Stem Cells for colitis. A team of British and Danish researcher found a population of intermediate stem cells that divide more readily than the adult stem cells normally found in the gut. They could grow the cells in the lab indefinitely without them maturing into adult cells. But when they transplanted the cells into mice with inflammatory bowel disease, within three hours the cells converted to adult gut cells and repaired the inflammatory damage. The researchers initially isolated the robust cells from mouse embryos. They have since been able to create similar cells from stem cells created by reprograming human skin tissue, iPS cells, opening up the option of personalized therapy. The research was published in Cell Stem Cell and written about on HEALTHCANAL.
Drug for ALS found using stem cells. We often write about the power of reprogrammed stem cells, so called iPS cells, to act as a stem cell disease-in-a-dish model. Now, researchers at Johns Hopkins have used iPS cells made from patients with ALS, or Lou Gehrig’s disease, to find a drug that seems to halt the damage programmed into the cells by ALS (here's a story about the work). They investigated a gene mutation known to be associated with the disease in 40 percent of patients with the inherited form of ALS. They found that the mutation, which consists of a segment of DNA being repeated several times, prevents cells from properly reading neighboring genes. That results in the cells being unable to make the needed proteins coded in those genes. The Hopkins team found a compound that acts like Velcro to stick to and cover the error so that the cell’s gene reading equipment can pass over it and do its job properly. This first step is a long way from a viable drug in human, but it is a logical approach with promise.
Mini pancreas in a dish. Danish researchers have turned stem cells into pancreatic tissue that grows rapidly in a lab dish and is able to form several types of tissue. Those various tissues produced insulin or other hormones normally produced in the pancreas. The Danes adopted the methodology used by other teams that have succeeded in producing complex tissue from stem cells in the past year or so. They grew the cells in 3-D cultures not just flat lab dishes. They found that the cells grown in a cluster have a community effect that lets them expand more efficiently. The work was published in the journal Development and written about by Fierce Drug Delivery. You can read about work CIRM funds aimed at creating new pancreatic tissue on our stem cells for diabetes information page.

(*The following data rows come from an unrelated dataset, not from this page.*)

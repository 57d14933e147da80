use anyhow::{Context, Result};
use sqlx::{PgExecutor, PgPool};

use crate::db::models::{TipoUsuario, Usuario};

const USUARIO_COLUMNS: &str = "id, email, senha_hash, tipo, is_active, foto, data_cadastro";

pub async fn find_by_email(db: &PgPool, email: &str) -> Result<Option<Usuario>> {
    sqlx::query_as::<_, Usuario>(&format!(
        "SELECT {USUARIO_COLUMNS} FROM usuarios WHERE email = $1"
    ))
    .bind(email)
    .fetch_optional(db)
    .await
    .context("fetching usuario by email")
}

pub async fn email_exists<'e>(db: impl PgExecutor<'e>, email: &str) -> Result<bool> {
    sqlx::query_scalar::<_, bool>("SELECT EXISTS(SELECT 1 FROM usuarios WHERE email = $1)")
        .bind(email)
        .fetch_one(db)
        .await
        .context("checking email availability")
}

/// Inserts an inactive account and returns its id.
pub async fn insert<'e>(
    db: impl PgExecutor<'e>,
    email: &str,
    senha_hash: &str,
    tipo: TipoUsuario,
) -> Result<i32> {
    sqlx::query_scalar::<_, i32>(
        r#"INSERT INTO usuarios (email, senha_hash, tipo)
           VALUES ($1, $2, $3)
           RETURNING id"#,
    )
    .bind(email)
    .bind(senha_hash)
    .bind(tipo)
    .fetch_one(db)
    .await
    .context("inserting usuario")
}

/// Marks the account with `email` as confirmed. Returns false if no such account.
pub async fn activate(db: &PgPool, email: &str) -> Result<bool> {
    let rows = sqlx::query("UPDATE usuarios SET is_active = TRUE WHERE email = $1")
        .bind(email)
        .execute(db)
        .await
        .context("activating usuario")?
        .rows_affected();
    Ok(rows > 0)
}

pub async fn update_email<'e>(db: impl PgExecutor<'e>, id: i32, email: &str) -> Result<()> {
    sqlx::query("UPDATE usuarios SET email = $2 WHERE id = $1")
        .bind(id)
        .bind(email)
        .execute(db)
        .await
        .context("updating usuario email")?;
    Ok(())
}

pub async fn update_password<'e>(db: impl PgExecutor<'e>, id: i32, senha_hash: &str) -> Result<()> {
    sqlx::query("UPDATE usuarios SET senha_hash = $2 WHERE id = $1")
        .bind(id)
        .bind(senha_hash)
        .execute(db)
        .await
        .context("updating usuario password")?;
    Ok(())
}

pub async fn set_foto(db: &PgPool, id: i32, foto: &str) -> Result<()> {
    sqlx::query("UPDATE usuarios SET foto = $2 WHERE id = $1")
        .bind(id)
        .bind(foto)
        .execute(db)
        .await
        .context("updating usuario foto")?;
    Ok(())
}

/// Deletes the account; its store or player profile cascades with it.
pub async fn delete(db: &PgPool, id: i32) -> Result<bool> {
    let rows = sqlx::query("DELETE FROM usuarios WHERE id = $1")
        .bind(id)
        .execute(db)
        .await
        .context("deleting usuario")?
        .rows_affected();
    Ok(rows > 0)
}
//! Per-(player, store) credit ledger.
//!
//! One row per `(jogador_id, loja_id)`, enforced by the primary key. Balances
//! are plain floats and may go negative; increments happen in a single
//! upsert statement so concurrent grants for the same pair add up.

use anyhow::{Context, Result};
use sqlx::PgPool;

use crate::db::models::{Credito, CreditoComLoja};

/// Inserts a new balance row. Fails with a unique violation if the pair exists.
pub async fn create(db: &PgPool, jogador_id: i32, loja_id: i32, quantidade: f64) -> Result<Credito> {
    sqlx::query_as::<_, Credito>(
        r#"INSERT INTO creditos (jogador_id, loja_id, quantidade)
           VALUES ($1, $2, $3)
           RETURNING jogador_id, loja_id, quantidade"#,
    )
    .bind(jogador_id)
    .bind(loja_id)
    .bind(quantidade)
    .fetch_one(db)
    .await
    .context("inserting credito")
}

pub async fn get(db: &PgPool, jogador_id: i32, loja_id: i32) -> Result<Option<Credito>> {
    sqlx::query_as::<_, Credito>(
        "SELECT jogador_id, loja_id, quantidade FROM creditos WHERE jogador_id = $1 AND loja_id = $2",
    )
    .bind(jogador_id)
    .bind(loja_id)
    .fetch_optional(db)
    .await
    .context("fetching credito")
}

pub async fn list_by_loja(db: &PgPool, loja_id: i32) -> Result<Vec<Credito>> {
    sqlx::query_as::<_, Credito>(
        r#"SELECT jogador_id, loja_id, quantidade
             FROM creditos
            WHERE loja_id = $1
            ORDER BY jogador_id"#,
    )
    .bind(loja_id)
    .fetch_all(db)
    .await
    .context("listing creditos by loja")
}

/// A player's balances across stores, with each store's name and address.
pub async fn list_by_jogador(db: &PgPool, jogador_id: i32) -> Result<Vec<CreditoComLoja>> {
    sqlx::query_as::<_, CreditoComLoja>(
        r#"SELECT c.jogador_id, c.loja_id, c.quantidade,
                  l.nome     AS loja_nome,
                  l.endereco AS loja_endereco
             FROM creditos c
             JOIN lojas l ON l.id = c.loja_id
            WHERE c.jogador_id = $1
            ORDER BY l.nome"#,
    )
    .bind(jogador_id)
    .fetch_all(db)
    .await
    .context("listing creditos by jogador")
}

/// Adds `delta` to the balance, starting from zero if the pair has no row yet.
pub async fn increment(db: &PgPool, jogador_id: i32, loja_id: i32, delta: f64) -> Result<Credito> {
    sqlx::query_as::<_, Credito>(
        r#"INSERT INTO creditos (jogador_id, loja_id, quantidade)
           VALUES ($1, $2, $3)
           ON CONFLICT (jogador_id, loja_id)
           DO UPDATE SET quantidade = creditos.quantidade + EXCLUDED.quantidade
           RETURNING jogador_id, loja_id, quantidade"#,
    )
    .bind(jogador_id)
    .bind(loja_id)
    .bind(delta)
    .fetch_one(db)
    .await
    .context("incrementing credito")
}

/// Overwrites an existing balance. `None` if the pair has no row.
pub async fn set(db: &PgPool, jogador_id: i32, loja_id: i32, quantidade: f64) -> Result<Option<Credito>> {
    sqlx::query_as::<_, Credito>(
        r#"UPDATE creditos
              SET quantidade = $3
            WHERE jogador_id = $1 AND loja_id = $2
        RETURNING jogador_id, loja_id, quantidade"#,
    )
    .bind(jogador_id)
    .bind(loja_id)
    .bind(quantidade)
    .fetch_optional(db)
    .await
    .context("setting credito")
}

/// Returns false if the pair had no row.
pub async fn delete(db: &PgPool, jogador_id: i32, loja_id: i32) -> Result<bool> {
    let rows = sqlx::query("DELETE FROM creditos WHERE jogador_id = $1 AND loja_id = $2")
        .bind(jogador_id)
        .bind(loja_id)
        .execute(db)
        .await
        .context("deleting credito")?
        .rows_affected();
    Ok(rows > 0)
}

Fast, efficient clinical grade nerve cells. As stem cell science moves closer to the clinic, we see many obstacles around scaling up academic lab work to industrial size batches of cells. While dozens of teams have made nerve cells from pluripotent stem cells, they have generally used materials that are not clinical grade. In other words, the cells they produce cannot be used in human patients. They have also generally required an inefficient multiple step process to get to the desired cells. Recently industry researchers with Life Technologies in San Diego have teamed up a group at the Buck Institute in Novato, California to develop a simple one-step process to yield nerve cells using only clinical grade materials and conditions. The new process sets the stage for producing enough cells for broad clinical treatments. The work was published in the journal CIRM supported Stem Cells Translational Medicine and the journal’s press release is online.